The Monkees arrived fully formed on September 12, 1966. That's the date when the fledgling young group's self-titled TV show debuted on the NBC television network. A month later, on October 10, 1966, the band's debut album--also self-titled-- arrived on record store shelves. Thanks to the group's rakish charm, offbeat humor and sparkling pop songs, the Monkees quickly became a massive pop sensation all across the America; making stars of Mike Nesmith, Davy Jones, Micky Dolenz and Peter Tork.

The Monkees album quickly shot to the top of the Billboard 200, scoring the #1 position for the week of November 13, 1966. The record was such a hit that The Monkees held onto that #1 spot for an astonishing 13 weeks straight.
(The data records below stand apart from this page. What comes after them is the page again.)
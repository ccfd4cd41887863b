use serde::{Deserialize, Serialize};

use crate::domain::a001_product::aggregate::Product;
use crate::domain::a002_category::aggregate::Category;

/// Секция каталога: метаданные категории и её товары с проставленным ключом
#[derive(Debug, Clone, PartialEq, Serialize, Deserialize)]
pub struct CatalogSection {
    pub key: String,
    pub title: String,
    pub description: String,
    pub products: Vec<Product>,
}

/// Каталог времени выполнения: ключ категории -> товары.
///
/// Порядок секций совпадает с порядком загрузки документов.
#[derive(Debug, Clone, Default, PartialEq, Serialize, Deserialize)]
pub struct Catalog {
    pub sections: Vec<CatalogSection>,
}

impl Catalog {
    /// Слияние загруженных документов. Повторный ключ заменяет товары
    /// секции, оставляя её на исходной позиции.
    pub fn merge(categories: Vec<Category>) -> Self {
        let mut sections: Vec<CatalogSection> = Vec::with_capacity(categories.len());
        for category in categories {
            let section = CatalogSection {
                products: category.tagged_products(),
                key: category.key,
                title: category.title,
                description: category.description,
            };
            match sections.iter_mut().find(|s| s.key == section.key) {
                Some(existing) => *existing = section,
                None => sections.push(section),
            }
        }
        Self { sections }
    }

    pub fn is_empty(&self) -> bool {
        self.sections.iter().all(|s| s.products.is_empty())
    }

    pub fn section(&self, key: &str) -> Option<&CatalogSection> {
        self.sections.iter().find(|s| s.key == key)
    }

    /// Товары категории по ключу
    pub fn products_of(&self, key: &str) -> &[Product] {
        self.section(key).map(|s| s.products.as_slice()).unwrap_or(&[])
    }

    /// Все товары подряд, в порядке секций
    pub fn flatten(&self) -> impl Iterator<Item = &Product> {
        self.sections.iter().flat_map(|s| s.products.iter())
    }

    pub fn product_count(&self) -> usize {
        self.sections.iter().map(|s| s.products.len()).sum()
    }

    /// Поиск товара по паре категория + slug (первое совпадение)
    pub fn find(&self, category: &str, slug: &str) -> Option<&Product> {
        self.products_of(category).iter().find(|p| p.slug == slug)
    }

    /// Пары (ключ, заголовок) для фильтра категорий
    pub fn category_options(&self) -> Vec<(String, String)> {
        self.sections
            .iter()
            .map(|s| (s.key.clone(), s.title.clone()))
            .collect()
    }
}

#[cfg(test)]
mod tests {
    use super::*;

    fn category(key: &str, slugs: &[&str]) -> Category {
        let products: Vec<String> = slugs
            .iter()
            .enumerate()
            .map(|(i, s)| {
                format!(
                    r#"{{"id": {}, "nome": "{}", "slug": "{}", "descricao": "", "preco": "R$ 10"}}"#,
                    i + 1,
                    s,
                    s
                )
            })
            .collect();
        Category::from_json(&format!(
            r#"{{"categoria": "{}", "titulo": "T {}", "descricao": "", "produtos": [{}]}}"#,
            key,
            key,
            products.join(",")
        ))
        .unwrap()
    }

    #[test]
    fn test_merge_keeps_order_and_tags_products() {
        let catalog = Catalog::merge(vec![
            category("barbearia", &["a", "b"]),
            category("tecnologia", &["c"]),
        ]);
        assert_eq!(catalog.product_count(), 3);
        let keys: Vec<&str> = catalog.sections.iter().map(|s| s.key.as_str()).collect();
        assert_eq!(keys, vec!["barbearia", "tecnologia"]);
        assert!(catalog.flatten().all(|p| !p.category.is_empty()));
        assert_eq!(catalog.products_of("tecnologia")[0].category, "tecnologia");
    }

    #[test]
    fn test_merge_replaces_repeated_key() {
        let catalog = Catalog::merge(vec![
            category("barbearia", &["a", "b"]),
            category("tecnologia", &["c"]),
            category("barbearia", &["z"]),
        ]);
        assert_eq!(catalog.sections.len(), 2);
        assert_eq!(catalog.sections[0].key, "barbearia");
        assert_eq!(catalog.products_of("barbearia").len(), 1);
    }

    #[test]
    fn test_find_and_missing_category() {
        let catalog = Catalog::merge(vec![category("barbearia", &["a"])]);
        assert!(catalog.find("barbearia", "a").is_some());
        assert!(catalog.find("barbearia", "x").is_none());
        assert!(catalog.products_of("consultoria").is_empty());
        assert!(Catalog::default().is_empty());
    }
}
//! Загрузка документов категорий из `/db` того же origin.

use contracts::domain::a001_product::aggregate::Product;
use contracts::domain::a002_category::aggregate::Category;
use contracts::domain::a003_catalog::aggregate::Catalog;
use contracts::domain::a003_catalog::loader::{self, parse_document, CatalogError};
use contracts::enums::CategoryKey;
use gloo_net::http::Request;

/// Один документ категории
pub async fn fetch_category(key: CategoryKey) -> Result<Category, CatalogError> {
    let path = key.document_path();
    let fetch_error = |e: gloo_net::Error| CatalogError::Fetch {
        path: path.to_string(),
        message: e.to_string(),
    };

    let response = Request::get(path)
        .header("Accept", "application/json")
        .send()
        .await
        .map_err(fetch_error)?;

    if !response.ok() {
        return Err(CatalogError::Status {
            path: path.to_string(),
            status: response.status(),
        });
    }

    let raw = response.text().await.map_err(fetch_error)?;
    parse_document(path, &raw)
}

/// Все категории сразу; первая ошибка отменяет загрузку
pub async fn fetch_catalog() -> Result<Catalog, String> {
    loader::load_catalog(&CategoryKey::all(), fetch_category)
        .await
        .map_err(|e| format!("Erro ao carregar produtos: {}", e))
}

/// Товар для страницы деталей. Документ категории запрашивается заново
/// при каждом открытии.
pub async fn fetch_product(category: &str, slug: &str) -> Result<Option<Product>, String> {
    loader::load_product(category, slug, fetch_category)
        .await
        .map_err(|e| format!("Erro ao carregar produto: {}", e))
}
There was only one single released from The Monkees: "Last Train to Clarksville," which rocketed to #1 on the Billboard Hot 100 for the week of November 6, 1966.

With the band tucked away in Hollywood, feverishly working on the TV show and new music, the Monkees didn't even realize just how big of a phenomenon they'd become: "You're in a bubble. You have no clue what's going on outside your bubble," Micky Dolenz recalled during a 2014 interview. "You're in the eye of the hurricane."

Dolenz discovered his new fame over the 1966 Christmas season: "I ran down to the local mall here in the Valley, where I'd been shopping every year since I was a child," he remembered. "All of a sudden, I hear people screaming and running at me, and I thought it was a fire!

"I turned around and I hold the door open and I'm going, 'Don't panic! This way! This way! Don't panic!'" Dolenz said. "They come running at me, all these kids, and I realized, 'Oh my God, they're running at me.' That was the first time I realized that something was going on."

Monkee-mania had such a grip on the United States that the only album with the power to dethrone the band's debut from #1 on the Billboard 200 was the group's second full-length, More of the Monkees. the LP went to the top slot for the week of February 12, 1967, and maintained the leader position for 18 weeks in a row.